BY JOEL BRENNER | NOVEMBER 7, 2012

The plain truth is that the United States cannot defend the electronic systems that create much of our wealth and power. The government alone cannot fix this. Most of our networks are privately owned and operated. Even if government had the resources to strengthen and police these networks (it doesn't), we don't want the government living in the channels through which we conduct our business and private lives. Nor do we want the government mandating invariably rigid standards for industry. Unfortunately, however, much of our critical industry is not stepping up to the task.

Congress should learn a lesson and deal with cyber vulnerabilities one at a time and not in an omnibus bill that won't pass. Here's what it should do:

1. Require the owners and operators of a narrow class of critical infrastructure to promptly develop cyber security standards in a government-approved process. Standards should be flexible and regulatory layers should be rationalized. Failure to meet these standards after a reasonable interval should be made public.

2. Amend or repeal laws to enhance the role of private insurers in security standards. When shareholders rather than government bear risk, risk drops because businesses buy it down. That dynamic should be encouraged, not suppressed.

3. Protect companies from liability for sharing threat information with the government, with insurers, and among themselves. Companies often complain that the government doesn't share enough information with them -- especially classified information. But why don't companies improve security by sharing cyber threat information among themselves? The ostensible reason is fear of antitrust liability. The real reasons are potential damage to their brand and the belief that hoarding threat information creates competitive advantage. But the risk of brand damage can be avoided if sharing is restricted to threats, not damage; and it can't be true that all companies in an industry have a competitive advantage in security. Those that don't would improve their competitive position by sharing threat data. As a former antitrust prosecutor, I think the antitrust excuse is a red herring, but let's remove the excuse. It's easy to do, and cost free.

4. Encourage private investment in cyber security through favorable tax treatment. When Congress gets serious about an issue, its agenda shows up in the tax code.
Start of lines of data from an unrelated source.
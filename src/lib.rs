//! Session-scoped chat history and a small-fish expert chat server, in a strictly linted crate.

// Interdiction stricte de pratiques dangereuses ou non idiomatiques
#![deny(unsafe_code)] // Le code unsafe est interdit
#![deny(missing_docs)] // Toute fonction, struct, enum ou module public doit être documenté
#![deny(dead_code)] // Le code inutilisé est interdit
#![deny(non_camel_case_types)]
// Les types doivent suivre la convention CamelCase (exception explicite possible au besoin)

// Options supplémentaires pour ne rien laisser passer
#![deny(unused_imports)] // Les imports inutilisés sont interdits
#![deny(unused_variables)] // Les variables inutilisés sont interdits
#![deny(unused_must_use)] // Oblige à gérer explicitement les Result et Option
#![deny(non_snake_case)] // Les noms de variables et fonctions doivent être en snake_case
#![deny(non_upper_case_globals)] // Les constantes et globals doivent être en MAJUSCULE
#![deny(nonstandard_style)] // Empêche tout style de code non standard
#![forbid(unsafe_op_in_unsafe_fn)]
// Interdit l'utilisation d'unsafe même dans une fonction unsafe

// Clippy pour stricte discipline
#![deny(clippy::all)] // Active toutes les lints Clippy standard
#![deny(clippy::pedantic)] // Active les lints très strictes de Clippy
#![deny(clippy::nursery)] // Active les lints expérimentales
#![deny(clippy::unwrap_used)] // Interdit unwrap()
#![deny(clippy::expect_used)] // Interdit expect()
#![deny(clippy::panic)] // Interdit panic!()
#![deny(clippy::print_stdout)] // Interdit println!() en production
#![deny(clippy::todo)] // Interdit les TODO dans le code
#![deny(clippy::unimplemented)] // Interdit les fonctions non implémentées
#![deny(clippy::missing_const_for_fn)] // Force const lorsque possible
#![deny(clippy::unwrap_in_result)] // Interdit unwrap() sur Result
#![deny(clippy::module_inception)] // Interdit un module ayant le même nom que le crate
#![deny(clippy::redundant_clone)] // Interdit les clones inutiles
#![deny(clippy::shadow_unrelated)] // Interdit le shadowing de variables non liées
#![deny(clippy::too_many_arguments)] // Limite le nombre d’arguments des fonctions
#![deny(clippy::cognitive_complexity)] // Limite la complexité cognitive des fonctions

// Lints pour sécurité et robustesse
#![deny(overflowing_literals)] // Interdit les littéraux qui débordent
#![cfg_attr(test, allow(clippy::unwrap_used, clippy::expect_used))]

/// Chat orchestration over session history and a completion provider.
pub mod chat;
/// Application configuration from defaults and the environment.
pub mod config;
/// Per-session conversation history (retention, inference window, persistence).
pub mod history;
/// Completion providers (Groq chat completions).
pub mod llm;
/// HTTP server and API routes.
#[allow(
    clippy::missing_errors_doc,
    clippy::missing_const_for_fn,
    clippy::unused_async
)]
pub mod server;
/// Entry helpers to start the fish chat server.
pub mod start_fishchat;
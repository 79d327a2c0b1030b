use std::path::PathBuf;

/// An image discovered by a batch scan
#[derive(Debug, Clone)]
pub struct ImageFile {
    /// Path relative to the scan root (preserves hierarchy in the output tree)
    pub relative_path: String,
    /// Absolute location on disk
    pub source_path: PathBuf,
}

impl ImageFile {
    pub fn new(relative_path: String, source_path: PathBuf) -> Self {
        Self {
            relative_path,
            source_path,
        }
    }
}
We don't just store information on our "information" networks; we use them to run everything we do -- from the ventilation and security system in your office building, to the operation of the switches on Amtrak and big city subways, to the matching and clearing systems behind our securities exchanges, the governance of the electricity grid, controls over off-shore drilling rigs in the North Sea and the Gulf of Mexico, and local water treatment plants. Many of these systems are poorly protected. The vulnerability of our critical infrastructure is what permits a third-rate power like Iran to play jujitsu with a superpower. Let's not wait for a disaster to happen. A nation that permits this vulnerability to continue is a nation that has lost the will to defend itself.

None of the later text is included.